[Required action] Where "else" appears in a line of the entries below, that line should be copied.

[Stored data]
::::::::::
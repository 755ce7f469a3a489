//! Markup builders and an in-memory render client shared by the integration
//! tests.

#![allow(dead_code)]

use std::collections::BTreeMap;

use searchkit_core::{ReloadRequest, RenderClient, Result, SyncError};

pub const FORMSET_URL: &str = "/searchkit/formset/";

/// Root logic group at position 0.
pub fn root_logic() -> String {
    logic_row(0, "and", false)
}

pub fn logic_row(position: usize, operator: &str, negated: bool) -> String {
    let and = if operator == "and" { " selected" } else { "" };
    let or = if operator == "or" { " selected" } else { "" };
    let (no, yes) = if negated { ("", " selected") } else { (" selected", "") };
    format!(
        r#"<fieldset class="searchkit filter-logic"><details><summary><h2>Logic</h2></summary>
<div class="field-logical_operator"><select name="form-{position}-logical_operator"><option value="and"{and}>AND</option><option value="or"{or}>OR</option></select></div>
<div class="field-negation"><select name="form-{position}-negation"><option value="False"{no}>no</option><option value="True"{yes}>yes</option></select></div>
</details></fieldset>"#
    )
}

/// Filter rule on `Age` with the `exact` operator and a single value.
pub fn rule_row(position: usize, value: &str) -> String {
    format!(
        r#"<fieldset class="searchkit filter-rule"><details><summary><h2>Rule</h2></summary>
<div class="field-field"><select name="form-{position}-field" class="searchkit-reload"><option value="age" selected>Age</option><option value="name">Name</option></select></div>
<div class="field-operator"><select name="form-{position}-operator" class="searchkit-reload"><option value="exact" selected>is</option><option value="range">is between</option></select></div>
<div class="field-value"><input type="number" name="form-{position}-value" value="{value}"></div>
</details></fieldset>"#
    )
}

/// Filter rule on `Age` with the range operator and two values.
pub fn range_row(position: usize, start: &str, end: &str) -> String {
    format!(
        r#"<fieldset class="searchkit filter-rule"><details><summary><h2>Rule</h2></summary>
<div class="field-field"><select name="form-{position}-field"><option value="age" selected>Age</option></select></div>
<div class="field-operator"><select name="form-{position}-operator"><option value="range" selected>between</option></select></div>
<div class="field-value"><input name="form-{position}-value_0" value="{start}"><input name="form-{position}-value_1" value="{end}"></div>
</details></fieldset>"#
    )
}

/// Formset with a root logic group followed by `rows - 1` filter rules.
pub fn formset(rows: usize) -> String {
    formset_from(&default_rows(rows))
}

pub fn default_rows(rows: usize) -> Vec<String> {
    (0..rows)
        .map(|position| {
            if position == 0 {
                root_logic()
            } else {
                rule_row(position, &(position * 10).to_string())
            }
        })
        .collect()
}

pub fn formset_from(rows: &[String]) -> String {
    let count = rows.len();
    format!(
        r#"<div id="searchkit_formset" data-url="{FORMSET_URL}" data-reload-css-class="searchkit-reload">
<input type="hidden" name="form-TOTAL_FORMS" value="{count}">
<input type="hidden" name="form-INITIAL_FORMS" value="0">
{rows}
<button type="button" id="add_rule" class="searchkit-reload" data-reload-handler="click" data-total-forms="{add}">Add rule</button>
<button type="button" id="remove_rule" class="searchkit-reload" data-reload-handler="click" data-total-forms="{remove}">Remove rule</button>
</div>"#,
        rows = rows.concat(),
        add = count + 1,
        remove = count.saturating_sub(1),
    )
}

/// Admin change list page embedding `formset`.
pub fn page(formset: &str) -> String {
    format!(
        r#"<html><head><title>Search</title></head><body>
<form id="searchkit_form" method="post">
<input type="hidden" name="csrfmiddlewaretoken" value="token">
<input type="hidden" name="open_rows" value="">
{formset}
<input type="submit" name="apply" value="Apply">
</form></body></html>"#
    )
}

/// Same as [`page`] with a preset persisted open-state value.
pub fn page_with_open_rows(formset: &str, open_rows: &str) -> String {
    page(formset).replace(
        r#"name="open_rows" value="""#,
        &format!(r#"name="open_rows" value="{open_rows}""#),
    )
}

/// Render client answering from a fixed table keyed by sequence number.
#[derive(Debug, Default)]
pub struct StaticClient {
    responses: BTreeMap<u64, String>,
}

impl StaticClient {
    pub fn new() -> Self {
        Self::default()
    }

    pub fn respond(mut self, sequence: u64, html: impl Into<String>) -> Self {
        self.responses.insert(sequence, html.into());
        self
    }
}

impl RenderClient for StaticClient {
    fn fetch(&self, request: &ReloadRequest) -> Result<String> {
        self.responses
            .get(&request.sequence)
            .cloned()
            .ok_or(SyncError::MissingResponse {
                sequence: request.sequence,
            })
    }
}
::::::::::
[Solution to the problem]
    let and = if operator == "and" { " selected" } else { "" };
    let or = if operator == "or" { " selected" } else { "" };
    let (no, yes) = if negated { ("", " selected") } else { (" selected", "") };
            } else {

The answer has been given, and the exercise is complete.